## Task item
Nothing in the entries below may be altered; print them as they stand.

[Opening Dataset excerpts section]

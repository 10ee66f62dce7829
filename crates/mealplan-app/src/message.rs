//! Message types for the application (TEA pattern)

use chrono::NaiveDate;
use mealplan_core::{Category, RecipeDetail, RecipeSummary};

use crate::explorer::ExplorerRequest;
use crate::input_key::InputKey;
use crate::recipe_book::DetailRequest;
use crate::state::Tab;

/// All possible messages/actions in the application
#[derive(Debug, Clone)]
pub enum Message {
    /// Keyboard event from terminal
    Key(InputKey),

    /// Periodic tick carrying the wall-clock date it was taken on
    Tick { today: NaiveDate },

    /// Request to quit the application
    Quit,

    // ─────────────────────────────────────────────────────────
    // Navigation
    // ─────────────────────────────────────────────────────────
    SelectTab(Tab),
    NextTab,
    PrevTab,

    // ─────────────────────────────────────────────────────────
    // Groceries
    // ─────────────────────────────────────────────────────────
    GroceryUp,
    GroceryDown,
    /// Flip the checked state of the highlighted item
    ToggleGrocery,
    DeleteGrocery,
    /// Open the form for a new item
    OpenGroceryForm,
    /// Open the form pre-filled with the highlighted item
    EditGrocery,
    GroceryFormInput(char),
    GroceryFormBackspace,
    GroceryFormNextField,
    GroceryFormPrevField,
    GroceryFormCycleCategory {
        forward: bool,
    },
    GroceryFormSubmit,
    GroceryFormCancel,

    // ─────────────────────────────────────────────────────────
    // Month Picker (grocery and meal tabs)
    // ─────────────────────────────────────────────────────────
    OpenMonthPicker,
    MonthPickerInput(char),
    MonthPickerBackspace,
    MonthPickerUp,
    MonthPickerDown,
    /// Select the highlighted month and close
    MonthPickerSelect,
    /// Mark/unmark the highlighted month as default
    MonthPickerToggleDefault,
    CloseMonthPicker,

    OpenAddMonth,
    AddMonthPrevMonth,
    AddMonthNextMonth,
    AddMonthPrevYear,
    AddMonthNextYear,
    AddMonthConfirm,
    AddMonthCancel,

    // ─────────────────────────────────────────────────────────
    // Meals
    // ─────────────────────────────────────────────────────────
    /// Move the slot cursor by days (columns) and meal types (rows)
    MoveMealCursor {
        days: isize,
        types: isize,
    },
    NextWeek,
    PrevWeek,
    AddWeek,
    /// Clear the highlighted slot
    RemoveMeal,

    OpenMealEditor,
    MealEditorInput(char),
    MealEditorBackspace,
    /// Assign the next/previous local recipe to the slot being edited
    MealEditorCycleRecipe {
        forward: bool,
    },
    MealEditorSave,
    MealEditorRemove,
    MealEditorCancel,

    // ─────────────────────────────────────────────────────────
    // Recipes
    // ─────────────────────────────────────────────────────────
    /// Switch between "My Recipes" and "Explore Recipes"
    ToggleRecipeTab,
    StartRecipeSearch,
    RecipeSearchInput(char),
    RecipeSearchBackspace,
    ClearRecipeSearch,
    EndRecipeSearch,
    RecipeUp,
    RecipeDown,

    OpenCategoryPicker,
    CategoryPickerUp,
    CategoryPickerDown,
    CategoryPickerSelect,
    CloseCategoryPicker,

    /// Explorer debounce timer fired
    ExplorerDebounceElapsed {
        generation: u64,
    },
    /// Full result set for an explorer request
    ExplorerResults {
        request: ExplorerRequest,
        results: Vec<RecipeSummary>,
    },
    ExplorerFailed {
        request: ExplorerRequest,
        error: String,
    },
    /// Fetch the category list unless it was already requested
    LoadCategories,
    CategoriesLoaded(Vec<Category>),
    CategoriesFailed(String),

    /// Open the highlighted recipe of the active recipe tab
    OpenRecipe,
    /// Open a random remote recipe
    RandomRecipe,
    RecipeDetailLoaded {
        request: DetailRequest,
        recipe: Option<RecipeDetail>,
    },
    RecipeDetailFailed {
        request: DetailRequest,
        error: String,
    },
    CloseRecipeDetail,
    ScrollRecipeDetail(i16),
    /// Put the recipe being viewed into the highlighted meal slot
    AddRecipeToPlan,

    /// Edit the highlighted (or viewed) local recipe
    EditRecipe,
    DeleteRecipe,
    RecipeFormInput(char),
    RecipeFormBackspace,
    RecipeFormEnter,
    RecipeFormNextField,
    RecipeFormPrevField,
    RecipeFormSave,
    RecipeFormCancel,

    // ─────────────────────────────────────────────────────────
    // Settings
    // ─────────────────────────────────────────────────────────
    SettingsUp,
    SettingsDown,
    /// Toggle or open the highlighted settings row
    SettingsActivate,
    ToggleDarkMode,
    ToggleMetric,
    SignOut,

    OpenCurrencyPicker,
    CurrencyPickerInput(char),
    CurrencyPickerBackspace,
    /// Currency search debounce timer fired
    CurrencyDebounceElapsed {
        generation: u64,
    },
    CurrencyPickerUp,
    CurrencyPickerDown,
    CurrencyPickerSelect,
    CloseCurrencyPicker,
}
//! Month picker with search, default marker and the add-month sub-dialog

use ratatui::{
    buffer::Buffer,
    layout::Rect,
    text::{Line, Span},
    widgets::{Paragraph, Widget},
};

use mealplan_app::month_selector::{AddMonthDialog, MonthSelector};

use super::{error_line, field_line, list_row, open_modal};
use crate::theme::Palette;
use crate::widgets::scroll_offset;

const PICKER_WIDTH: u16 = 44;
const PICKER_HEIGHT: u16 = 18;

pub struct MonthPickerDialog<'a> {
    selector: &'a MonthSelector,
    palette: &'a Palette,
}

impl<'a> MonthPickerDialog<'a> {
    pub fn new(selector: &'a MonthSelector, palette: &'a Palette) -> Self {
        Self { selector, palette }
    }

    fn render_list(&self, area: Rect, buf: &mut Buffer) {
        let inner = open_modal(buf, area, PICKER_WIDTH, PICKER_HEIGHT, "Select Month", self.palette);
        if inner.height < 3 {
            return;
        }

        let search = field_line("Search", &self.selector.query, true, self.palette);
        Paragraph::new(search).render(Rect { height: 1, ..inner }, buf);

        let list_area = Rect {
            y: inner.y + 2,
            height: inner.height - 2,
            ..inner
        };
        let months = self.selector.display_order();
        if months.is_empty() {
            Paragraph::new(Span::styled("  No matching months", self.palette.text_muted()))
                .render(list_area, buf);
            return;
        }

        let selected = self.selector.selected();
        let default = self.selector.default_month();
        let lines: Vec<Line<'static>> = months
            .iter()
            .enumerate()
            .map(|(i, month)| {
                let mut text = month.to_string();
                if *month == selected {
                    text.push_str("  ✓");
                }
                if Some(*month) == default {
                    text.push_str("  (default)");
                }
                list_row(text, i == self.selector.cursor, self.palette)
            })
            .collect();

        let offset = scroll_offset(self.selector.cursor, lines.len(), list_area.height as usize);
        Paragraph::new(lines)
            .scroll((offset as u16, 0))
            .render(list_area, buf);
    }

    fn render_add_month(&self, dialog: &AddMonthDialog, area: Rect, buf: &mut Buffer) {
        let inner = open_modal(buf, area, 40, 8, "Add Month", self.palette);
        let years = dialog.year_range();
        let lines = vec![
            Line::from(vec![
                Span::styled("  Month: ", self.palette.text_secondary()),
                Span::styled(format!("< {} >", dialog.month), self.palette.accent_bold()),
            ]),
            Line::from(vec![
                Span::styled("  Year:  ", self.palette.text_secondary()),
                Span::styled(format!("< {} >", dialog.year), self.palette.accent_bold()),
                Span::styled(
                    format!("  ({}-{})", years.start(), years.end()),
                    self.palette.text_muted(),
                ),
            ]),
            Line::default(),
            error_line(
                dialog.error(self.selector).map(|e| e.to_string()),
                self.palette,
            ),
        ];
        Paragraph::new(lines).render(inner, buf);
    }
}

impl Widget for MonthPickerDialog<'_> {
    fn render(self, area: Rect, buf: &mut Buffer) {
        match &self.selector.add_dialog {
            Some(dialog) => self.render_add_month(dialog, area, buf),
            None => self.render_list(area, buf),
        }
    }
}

[Closing Dataset excerpts section]

## Response area
repository 10ee66f62dce7829
filename crates/mealplan-app/src/message.rs
//! Message types for the application (TEA pattern)

use chrono::NaiveDate;
use mealplan_core::{Category, RecipeDetail, RecipeSummary};

use crate::explorer::ExplorerRequest;
use crate::input_key::InputKey;
use crate::recipe_book::DetailRequest;
use crate::state::Tab;

/// All possible messages/actions in the application
#[derive(Debug, Clone)]
pub enum Message {
    /// Keyboard event from terminal
    Key(InputKey),

    /// Periodic tick carrying the wall-clock date it was taken on
    Tick { today: NaiveDate },

    /// Request to quit the application
    Quit,

    // ─────────────────────────────────────────────────────────
    // Navigation
    // ─────────────────────────────────────────────────────────
    SelectTab(Tab),
    NextTab,
    PrevTab,

    // ─────────────────────────────────────────────────────────
    // Groceries
    // ─────────────────────────────────────────────────────────
    GroceryUp,
    GroceryDown,
    /// Flip the checked state of the highlighted item
    ToggleGrocery,
    DeleteGrocery,
    /// Open the form for a new item
    OpenGroceryForm,
    /// Open the form pre-filled with the highlighted item
    EditGrocery,
    GroceryFormInput(char),
    GroceryFormBackspace,
    GroceryFormNextField,
    GroceryFormPrevField,
    GroceryFormCycleCategory {
        forward: bool,
    },
    GroceryFormSubmit,
    GroceryFormCancel,

    // ─────────────────────────────────────────────────────────
    // Month Picker (grocery and meal tabs)
    // ─────────────────────────────────────────────────────────
    OpenMonthPicker,
    MonthPickerInput(char),
    MonthPickerBackspace,
    MonthPickerUp,
    MonthPickerDown,
    /// Select the highlighted month and close
    MonthPickerSelect,
    /// Mark/unmark the highlighted month as default
    MonthPickerToggleDefault,
    CloseMonthPicker,

    OpenAddMonth,
    AddMonthPrevMonth,
    AddMonthNextMonth,
    AddMonthPrevYear,
    AddMonthNextYear,
    AddMonthConfirm,
    AddMonthCancel,

    // ─────────────────────────────────────────────────────────
    // Meals
    // ─────────────────────────────────────────────────────────
    /// Move the slot cursor by days (columns) and meal types (rows)
    MoveMealCursor {
        days: isize,
        types: isize,
    },
    NextWeek,
    PrevWeek,
    AddWeek,
    /// Clear the highlighted slot
    RemoveMeal,

    OpenMealEditor,
    MealEditorInput(char),
    MealEditorBackspace,
    /// Assign the next/previous local recipe to the slot being edited
    MealEditorCycleRecipe {
        forward: bool,
    },
    MealEditorSave,
    MealEditorRemove,
    MealEditorCancel,

    // ─────────────────────────────────────────────────────────
    // Recipes
    // ─────────────────────────────────────────────────────────
    /// Switch between "My Recipes" and "Explore Recipes"
    ToggleRecipeTab,
    StartRecipeSearch,
    RecipeSearchInput(char),
    RecipeSearchBackspace,
    ClearRecipeSearch,
    EndRecipeSearch,
    RecipeUp,
    RecipeDown,

    OpenCategoryPicker,
    CategoryPickerUp,
    CategoryPickerDown,
    CategoryPickerSelect,
    CloseCategoryPicker,

    /// Explorer debounce timer fired
    ExplorerDebounceElapsed {
        generation: u64,
    },
    /// Full result set for an explorer request
    ExplorerResults {
        request: ExplorerRequest,
        results: Vec<RecipeSummary>,
    },
    ExplorerFailed {
        request: ExplorerRequest,
        error: String,
    },
    /// Fetch the category list unless it was already requested
    LoadCategories,
    CategoriesLoaded(Vec<Category>),
    CategoriesFailed(String),

    /// Open the highlighted recipe of the active recipe tab
    OpenRecipe,
    /// Open a random remote recipe
    RandomRecipe,
    RecipeDetailLoaded {
        request: DetailRequest,
        recipe: Option<RecipeDetail>,
    },
    RecipeDetailFailed {
        request: DetailRequest,
        error: String,
    },
    CloseRecipeDetail,
    ScrollRecipeDetail(i16),
    /// Put the recipe being viewed into the highlighted meal slot
    AddRecipeToPlan,

    /// Edit the highlighted (or viewed) local recipe
    EditRecipe,
    DeleteRecipe,
    RecipeFormInput(char),
    RecipeFormBackspace,
    RecipeFormEnter,
    RecipeFormNextField,
    RecipeFormPrevField,
    RecipeFormSave,
    RecipeFormCancel,

    // ─────────────────────────────────────────────────────────
    // Settings
    // ─────────────────────────────────────────────────────────
    SettingsUp,
    SettingsDown,
    /// Toggle or open the highlighted settings row
    SettingsActivate,
    ToggleDarkMode,
    ToggleMetric,
    SignOut,

    OpenCurrencyPicker,
    CurrencyPickerInput(char),
    CurrencyPickerBackspace,
    /// Currency search debounce timer fired
    CurrencyDebounceElapsed {
        generation: u64,
    },
    CurrencyPickerUp,
    CurrencyPickerDown,
    CurrencyPickerSelect,
    CloseCurrencyPicker,
}
//! Month picker with search, default marker and the add-month sub-dialog

use ratatui::{
    buffer::Buffer,
    layout::Rect,
    text::{Line, Span},
    widgets::{Paragraph, Widget},
};

use mealplan_app::month_selector::{AddMonthDialog, MonthSelector};

use super::{error_line, field_line, list_row, open_modal};
use crate::theme::Palette;
use crate::widgets::scroll_offset;

const PICKER_WIDTH: u16 = 44;
const PICKER_HEIGHT: u16 = 18;

pub struct MonthPickerDialog<'a> {
    selector: &'a MonthSelector,
    palette: &'a Palette,
}

impl<'a> MonthPickerDialog<'a> {
    pub fn new(selector: &'a MonthSelector, palette: &'a Palette) -> Self {
        Self { selector, palette }
    }

    fn render_list(&self, area: Rect, buf: &mut Buffer) {
        let inner = open_modal(buf, area, PICKER_WIDTH, PICKER_HEIGHT, "Select Month", self.palette);
        if inner.height < 3 {
            return;
        }

        let search = field_line("Search", &self.selector.query, true, self.palette);
        Paragraph::new(search).render(Rect { height: 1, ..inner }, buf);

        let list_area = Rect {
            y: inner.y + 2,
            height: inner.height - 2,
            ..inner
        };
        let months = self.selector.display_order();
        if months.is_empty() {
            Paragraph::new(Span::styled("  No matching months", self.palette.text_muted()))
                .render(list_area, buf);
            return;
        }

        let selected = self.selector.selected();
        let default = self.selector.default_month();
        let lines: Vec<Line<'static>> = months
            .iter()
            .enumerate()
            .map(|(i, month)| {
                let mut text = month.to_string();
                if *month == selected {
                    text.push_str("  ✓");
                }
                if Some(*month) == default {
                    text.push_str("  (default)");
                }
                list_row(text, i == self.selector.cursor, self.palette)
            })
            .collect();

        let offset = scroll_offset(self.selector.cursor, lines.len(), list_area.height as usize);
        Paragraph::new(lines)
            .scroll((offset as u16, 0))
            .render(list_area, buf);
    }

    fn render_add_month(&self, dialog: &AddMonthDialog, area: Rect, buf: &mut Buffer) {
        let inner = open_modal(buf, area, 40, 8, "Add Month", self.palette);
        let years = dialog.year_range();
        let lines = vec![
            Line::from(vec![
                Span::styled("  Month: ", self.palette.text_secondary()),
                Span::styled(format!("< {} >", dialog.month), self.palette.accent_bold()),
            ]),
            Line::from(vec![
                Span::styled("  Year:  ", self.palette.text_secondary()),
                Span::styled(format!("< {} >", dialog.year), self.palette.accent_bold()),
                Span::styled(
                    format!("  ({}-{})", years.start(), years.end()),
                    self.palette.text_muted(),
                ),
            ]),
            Line::default(),
            error_line(
                dialog.error(self.selector).map(|e| e.to_string()),
                self.palette,
            ),
        ];
        Paragraph::new(lines).render(inner, buf);
    }
}

impl Widget for MonthPickerDialog<'_> {
    fn render(self, area: Rect, buf: &mut Buffer) {
        match &self.selector.add_dialog {
            Some(dialog) => self.render_add_month(dialog, area, buf),
            None => self.render_list(area, buf),
        }
    }
}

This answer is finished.